Und jetzt?
Und jetzt?
Die Sonne stand hoch am Himmel und wärmte Strassen und Steine. Wie unpassend. Eigentlich hätte es jetzt regnen müssen. Vielleicht auch blitzen und donnern. Sonnenschein wurde der Dramatik des Augenblicks nicht gerecht. Wurde dem Augenblick nicht gerecht, in dem sie auf dem Geländer der hohen Brücke stand und in die Tiefe starrte. Es hätte deprimierend sein sollen. War es aber nicht. Mist!
Und so stieg Letitia wieder vom Geländer herunter. Ihr war klar geworden, dass sie sich nicht an einem Tag umbringen konnte, an dem die Sonne schien.
"Fahr zur Hölle, Sonne!", schrie sie mit erhobener Faust. Dann stieg sie in ihr Auto, den kleinen, grasgrünen Käfer und fuhr weiter. Dies würde sie vom Nachdenken ablenken. Es lief "Summer Sunshine" von The Corrs. Letitia fluchte. "Scheiss Sonnenschein", knurrte sie und wechselte die Frequenz. "Don't worry, be happy. Ain't no cash, ain't no style, ain't no girl to make you smile, but don't worry, be happy...", tönte lautstark die Stimme von Bobby McFerrin aus dem Radio. Mit einer ärgerlichen, hektischen Bewegung wechselte Letitia erneut den Sender. Diesmal schallte ihr keine Musik entgegen, sondern die Nachrichten.
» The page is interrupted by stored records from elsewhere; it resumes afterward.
//! Command handlers grouped by concern.

pub(crate) mod policy;
pub(crate) mod pools;
pub(crate) mod reservation;
pub(crate) mod units;
//! Media device types and `{pool, media type}` references.

use std::fmt::{self, Display, Formatter};

use serde::{Deserialize, Serialize};

use crate::error::{Field, FieldIssue, PolicyResult, invalid};

/// Integer device-type constant for archive media.
#[derive(Debug, Clone, Copy, PartialEq, Eq, Hash, PartialOrd, Ord, Serialize, Deserialize)]
#[serde(transparent)]
pub struct MediaType(i32);

const MNEMONICS: [(MediaType, &str); 8] = [
    (MediaType::DISK, "dk"),
    (MediaType::TAPE, "tp"),
    (MediaType::DLT, "lt"),
    (MediaType::LTO, "li"),
    (MediaType::STK_9840, "sg"),
    (MediaType::STK_T10000, "ti"),
    (MediaType::AIT, "at"),
    (MediaType::OPTICAL, "mo"),
];

impl MediaType {
    /// Disk archiving.
    pub const DISK: Self = Self(100);
    /// Generic tape.
    pub const TAPE: Self = Self(200);
    /// DLT tape.
    pub const DLT: Self = Self(201);
    /// LTO tape.
    pub const LTO: Self = Self(202);
    /// StorageTek 9840 tape.
    pub const STK_9840: Self = Self(203);
    /// StorageTek T10000 tape.
    pub const STK_T10000: Self = Self(204);
    /// Sony AIT tape.
    pub const AIT: Self = Self(205);
    /// Magneto-optical media.
    pub const OPTICAL: Self = Self(300);

    /// Wrap a raw device-type code.
    #[must_use]
    pub const fn from_code(code: i32) -> Self {
        Self(code)
    }

    /// Raw device-type code.
    #[must_use]
    pub const fn code(self) -> i32 {
        self.0
    }

    /// Disk media gets disk-based copies; everything else is removable.
    #[must_use]
    pub const fn is_disk(self) -> bool {
        self.0 == Self::DISK.0
    }

    /// Two-letter mnemonic for known device types.
    #[must_use]
    pub fn mnemonic(self) -> Option<&'static str> {
        MNEMONICS
            .iter()
            .find(|(media, _)| *media == self)
            .map(|(_, name)| *name)
    }

    /// Parse a mnemonic (`li`) or a numeric code (`202`).
    #[must_use]
    pub fn parse(token: &str) -> Option<Self> {
        let token = token.trim();
        if let Some((media, _)) = MNEMONICS
            .iter()
            .find(|(_, name)| name.eq_ignore_ascii_case(token))
        {
            return Some(*media);
        }
        token.parse::<i32>().ok().map(Self)
    }
}

impl Display for MediaType {
    fn fmt(&self, f: &mut Formatter<'_>) -> fmt::Result {
        match self.mnemonic() {
            Some(name) => f.write_str(name),
            None => write!(f, "mt{}", self.0),
        }
    }
}

/// A pool named together with the media type it belongs to.
#[derive(Debug, Clone, PartialEq, Eq, Hash, Serialize, Deserialize)]
pub struct PoolReference {
    name: String,
    media_type: MediaType,
}

impl PoolReference {
    /// Construct a reference.
    #[must_use]
    pub fn new(name: impl Into<String>, media_type: MediaType) -> Self {
        Self {
            name: name.into(),
            media_type,
        }
    }

    /// Parse the `"poolName,mediaType"` boundary form.
    ///
    /// # Errors
    ///
    /// `MalformedReference` on `field` when either half is missing or the
    /// media type is not recognised.
    pub fn parse(field: Field, raw: &str) -> PolicyResult<Self> {
        let malformed = || invalid(field, FieldIssue::MalformedReference, Some(raw));
        let (name, media) = raw.split_once(',').ok_or_else(malformed)?;
        let name = name.trim();
        if name.is_empty() || name.chars().any(char::is_whitespace) {
            return Err(malformed());
        }
        let media_type = MediaType::parse(media).ok_or_else(malformed)?;
        Ok(Self::new(name, media_type))
    }

    /// Pool name.
    #[must_use]
    pub fn name(&self) -> &str {
        &self.name
    }

    /// Media type of the pool.
    #[must_use]
    pub const fn media_type(&self) -> MediaType {
        self.media_type
    }
}

impl Display for PoolReference {
    fn fmt(&self, f: &mut Formatter<'_>) -> fmt::Result {
        write!(f, "{},{}", self.name, self.media_type.code())
    }
}

#[cfg(test)]
mod tests {
    use super::*;
    use crate::error::PolicyError;

    #[test]
    fn only_disk_is_disk() {
        assert!(MediaType::DISK.is_disk());
        assert!(!MediaType::LTO.is_disk());
        assert!(!MediaType::from_code(9999).is_disk());
    }

    #[test]
    fn mnemonics_and_codes_parse() {
        assert_eq!(MediaType::parse("LI"), Some(MediaType::LTO));
        assert_eq!(MediaType::parse("100"), Some(MediaType::DISK));
        assert_eq!(MediaType::parse("zz"), None);
        assert_eq!(MediaType::from_code(42).to_string(), "mt42");
        assert_eq!(MediaType::DISK.to_string(), "dk");
    }

    #[test]
    fn references_parse_and_format() -> Result<(), Box<dyn std::error::Error>> {
        let reference = PoolReference::parse(Field::MediaPool, " tapes , li ")?;
        assert_eq!(reference.name(), "tapes");
        assert_eq!(reference.media_type(), MediaType::LTO);
        assert_eq!(reference.to_string(), "tapes,202");
        assert_eq!(PoolReference::parse(Field::MediaPool, &reference.to_string())?, reference);
        Ok(())
    }

    #[test]
    fn malformed_references_are_rejected() {
        for raw in ["tapes", ",li", "tapes,", "tapes,xx", "my pool,li"] {
            assert!(matches!(
                PoolReference::parse(Field::ScratchPool, raw),
                Err(PolicyError::InvalidField {
                    field: Field::ScratchPool,
                    issue: FieldIssue::MalformedReference,
                    ..
                })
            ));
        }
    }
}
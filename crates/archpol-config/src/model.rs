//! Typed configuration models for the policy engine.

use serde::{Deserialize, Serialize};

use crate::defaults::{
    DEFAULT_ARCHIVE_AGE_MINUTES, MAX_COPIES, POOL_NAME_MAX_LEN, RESERVED_POLICY_NAME,
    SIZE_CEILING_BYTES, TIME_CEILING_SECONDS,
};

/// Root configuration document.
#[derive(Debug, Clone, Default, PartialEq, Eq, Serialize, Deserialize)]
#[serde(default)]
pub struct EngineConfig {
    /// Hard limits enforced by the validators.
    pub limits: EngineLimits,
    /// Defaults applied when optional inputs are omitted.
    pub defaults: WizardDefaults,
}

/// Hard limits enforced while validating policy input.
#[derive(Debug, Clone, PartialEq, Eq, Serialize, Deserialize)]
#[serde(default)]
pub struct EngineLimits {
    /// Largest accepted size, in bytes, after unit normalisation.
    pub size_ceiling_bytes: u64,
    /// Largest accepted time value, in seconds, after unit normalisation.
    pub time_ceiling_seconds: u64,
    /// Maximum number of copies a policy may declare.
    pub max_copies: u8,
    /// Maximum length of a volume pool name.
    pub pool_name_max_len: usize,
    /// Policy name that may not be used for general policies.
    pub reserved_policy_name: String,
}

impl Default for EngineLimits {
    fn default() -> Self {
        Self {
            size_ceiling_bytes: SIZE_CEILING_BYTES,
            time_ceiling_seconds: TIME_CEILING_SECONDS,
            max_copies: MAX_COPIES,
            pool_name_max_len: POOL_NAME_MAX_LEN,
            reserved_policy_name: RESERVED_POLICY_NAME.to_string(),
        }
    }
}

/// Defaults applied to omitted optional input.
#[derive(Debug, Clone, PartialEq, Eq, Serialize, Deserialize)]
#[serde(default)]
pub struct WizardDefaults {
    /// Archive age, in minutes, used for a blank field outside the wizard.
    pub archive_age_minutes: u64,
}

impl Default for WizardDefaults {
    fn default() -> Self {
        Self {
            archive_age_minutes: DEFAULT_ARCHIVE_AGE_MINUTES,
        }
    }
}
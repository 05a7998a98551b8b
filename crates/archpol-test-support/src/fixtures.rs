//! Sample pools, managers and contexts.

use anyhow::Result;
use archpol_config::EngineConfig;
use archpol_core::{CriteriaInput, EngineContext, MediaType, VsnPool};
use archpol_telemetry::Metrics;

use crate::mocks::MockArchiveManager;

/// Context with default limits and a fresh metrics registry.
///
/// # Errors
///
/// Returns an error if the metrics registry cannot be created.
pub fn engine_context() -> Result<EngineContext> {
    Ok(EngineContext::new(EngineConfig::default(), Metrics::new()?))
}

/// Pools on the sample server: two LTO pools, one disk pool and a generic
/// tape pool named `pool1`.
#[must_use]
pub fn sample_pools() -> Vec<VsnPool> {
    vec![
        VsnPool::new("lto_a", MediaType::LTO, "VOL000-VOL099"),
        VsnPool::new("lto_b", MediaType::LTO, "VOL100-VOL199"),
        VsnPool::new("disk_a", MediaType::DISK, "disk01"),
        VsnPool::new("pool1", MediaType::TAPE, "TP0000-TP0009"),
    ]
}

/// Manager holding [`sample_pools`], one policy named `logs`, user `root`
/// and group `staff`.
#[must_use]
pub fn sample_manager() -> MockArchiveManager {
    sample_pools()
        .into_iter()
        .fold(MockArchiveManager::new(), MockArchiveManager::with_pool)
        .with_media_types(&[MediaType::DISK, MediaType::TAPE, MediaType::LTO, MediaType::AIT])
        .with_policy("logs")
        .with_user("root")
        .with_group("staff")
}

/// Criteria input selecting everything beneath `starting_dir`.
#[must_use]
pub fn criteria_input(starting_dir: &str) -> CriteriaInput {
    CriteriaInput {
        starting_dir: starting_dir.to_string(),
        ..CriteriaInput::default()
    }
}

#[cfg(test)]
mod tests {
    use super::*;
    use archpol_core::ArchiveManager;

    #[test]
    fn sample_manager_lists_fixture_state() -> Result<()> {
        let manager = sample_manager();
        assert_eq!(manager.vsn_pools()?.len(), sample_pools().len());
        assert_eq!(manager.policy_names()?, vec!["logs".to_string()]);
        assert!(manager.is_valid_user("root")?);
        assert!(!manager.is_valid_group("wheel")?);
        Ok(())
    }
}
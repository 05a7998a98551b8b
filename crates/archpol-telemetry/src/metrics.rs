//! Prometheus-backed metrics registry and snapshot helpers.
//!
//! # Design
//! - Encapsulates collector registration to keep the public API small.
//! - Exposes the counters relevant to policy validation and submission.

use std::sync::Arc;

use prometheus::{Encoder, IntCounter, IntCounterVec, Opts, Registry, TextEncoder};
use serde::Serialize;

use crate::error::{Result, TelemetryError};

/// Prometheus-backed metrics registry shared by the engine and its front ends.
#[derive(Clone)]
pub struct Metrics {
    inner: Arc<MetricsInner>,
}

struct MetricsInner {
    registry: Registry,
    validation_failures_total: IntCounterVec,
    // Unlabelled running total kept outside the registry for snapshots.
    validation_failures_seen: IntCounter,
    policy_submissions_total: IntCounterVec,
    pool_catalog_degraded_total: IntCounter,
    pools_created_total: IntCounter,
}

/// Snapshot of selected counters for health reporting.
#[derive(Debug, Clone, Serialize)]
pub struct MetricsSnapshot {
    /// Total field validation failures across all fields.
    pub validation_failures_total: u64,
    /// Policies accepted by the archive manager without caveats.
    pub policies_created_total: u64,
    /// Policies accepted with backend warnings.
    pub policies_warned_total: u64,
    /// Policy submissions rejected by the archive manager.
    pub policies_failed_total: u64,
    /// Times the pool catalog was unavailable and an empty catalog was used.
    pub pool_catalog_degraded_total: u64,
    /// Volume pools created.
    pub pools_created_total: u64,
}

impl Metrics {
    /// Construct a new metrics registry with the standard collectors registered.
    ///
    /// # Errors
    ///
    /// Returns an error if any of the Prometheus collectors cannot be
    /// registered.
    pub fn new() -> Result<Self> {
        let registry = Registry::new();

        let validation_failures_total = IntCounterVec::new(
            Opts::new(
                "archpol_validation_failures_total",
                "Field validation failures by field and issue",
            ),
            &["field", "issue"],
        )
        .map_err(|source| TelemetryError::MetricsCollector {
            name: "archpol_validation_failures_total",
            source,
        })?;
        let validation_failures_seen = IntCounter::new(
            "archpol_validation_failures_seen",
            "Field validation failures across all fields",
        )
        .map_err(|source| TelemetryError::MetricsCollector {
            name: "archpol_validation_failures_seen",
            source,
        })?;
        let policy_submissions_total = IntCounterVec::new(
            Opts::new(
                "archpol_policy_submissions_total",
                "Archive policy submissions by outcome",
            ),
            &["outcome"],
        )
        .map_err(|source| TelemetryError::MetricsCollector {
            name: "archpol_policy_submissions_total",
            source,
        })?;
        let pool_catalog_degraded_total = IntCounter::with_opts(Opts::new(
            "archpol_pool_catalog_degraded_total",
            "Pool catalog lookups that fell back to an empty catalog",
        ))
        .map_err(|source| TelemetryError::MetricsCollector {
            name: "archpol_pool_catalog_degraded_total",
            source,
        })?;
        let pools_created_total = IntCounter::with_opts(Opts::new(
            "archpol_pools_created_total",
            "Volume pools created",
        ))
        .map_err(|source| TelemetryError::MetricsCollector {
            name: "archpol_pools_created_total",
            source,
        })?;

        register(&registry, "archpol_validation_failures_total", &validation_failures_total)?;
        register(&registry, "archpol_policy_submissions_total", &policy_submissions_total)?;
        register(
            &registry,
            "archpol_pool_catalog_degraded_total",
            &pool_catalog_degraded_total,
        )?;
        register(&registry, "archpol_pools_created_total", &pools_created_total)?;

        Ok(Self {
            inner: Arc::new(MetricsInner {
                registry,
                validation_failures_total,
                validation_failures_seen,
                policy_submissions_total,
                pool_catalog_degraded_total,
                pools_created_total,
            }),
        })
    }

    /// Increment the validation failure counter for a field and issue.
    pub fn inc_validation_failure(&self, field: &str, issue: &str) {
        self.inner
            .validation_failures_total
            .with_label_values(&[field, issue])
            .inc();
        self.inner.validation_failures_seen.inc();
    }

    /// Increment the submission counter for an outcome (`created`, `warning`, `failed`).
    pub fn inc_policy_submission(&self, outcome: &str) {
        self.inner
            .policy_submissions_total
            .with_label_values(&[outcome])
            .inc();
    }

    /// Record that the pool catalog was unavailable.
    pub fn inc_pool_catalog_degraded(&self) {
        self.inner.pool_catalog_degraded_total.inc();
    }

    /// Record a created volume pool.
    pub fn inc_pool_created(&self) {
        self.inner.pools_created_total.inc();
    }

    /// Render the metrics registry using the Prometheus text exposition format.
    ///
    /// # Errors
    ///
    /// Returns an error if the metrics cannot be encoded or if the encoded
    /// buffer is not valid UTF-8.
    pub fn render(&self) -> Result<String> {
        let encoder = TextEncoder::new();
        let metric_families = self.inner.registry.gather();
        let mut buffer = Vec::new();
        encoder
            .encode(&metric_families, &mut buffer)
            .map_err(|source| TelemetryError::MetricsEncode { source })?;
        String::from_utf8(buffer).map_err(|source| TelemetryError::MetricsUtf8 { source })
    }

    /// Take a point-in-time snapshot of the counters.
    #[must_use]
    pub fn snapshot(&self) -> MetricsSnapshot {
        let submissions = &self.inner.policy_submissions_total;
        MetricsSnapshot {
            validation_failures_total: self.inner.validation_failures_seen.get(),
            policies_created_total: submissions.with_label_values(&["created"]).get(),
            policies_warned_total: submissions.with_label_values(&["warning"]).get(),
            policies_failed_total: submissions.with_label_values(&["failed"]).get(),
            pool_catalog_degraded_total: self.inner.pool_catalog_degraded_total.get(),
            pools_created_total: self.inner.pools_created_total.get(),
        }
    }
}

fn register<C>(registry: &Registry, name: &'static str, collector: &C) -> Result<()>
where
    C: prometheus::core::Collector + Clone + 'static,
{
    registry
        .register(Box::new(collector.clone()))
        .map_err(|source| TelemetryError::MetricsRegister { name, source })
}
Nachdem die weibliche Stimme Auskunft über den Stand der Dinge im Irak, die Unruhen in Nordirland und den Zustand des Verkehrs gegeben hatte, folgte eine Sondermeldung: "Vermisst wird seit letzter Woche Letitia Perrish, 24 Jahre alt. Sie ist eins dreiundsechzig gross und schlank, sie hat braunes Haar und grünliche Augen. Zum Zeitpunkt ihres Verschwindens trug sie eine lila Bluse und zerschlissene Jeans. Zuletzt wurde sie im Raum Romford, London gesehen. Wir sind für jeden Hinweis dankbar. Bitte melden Sie sich unter der Nummer..."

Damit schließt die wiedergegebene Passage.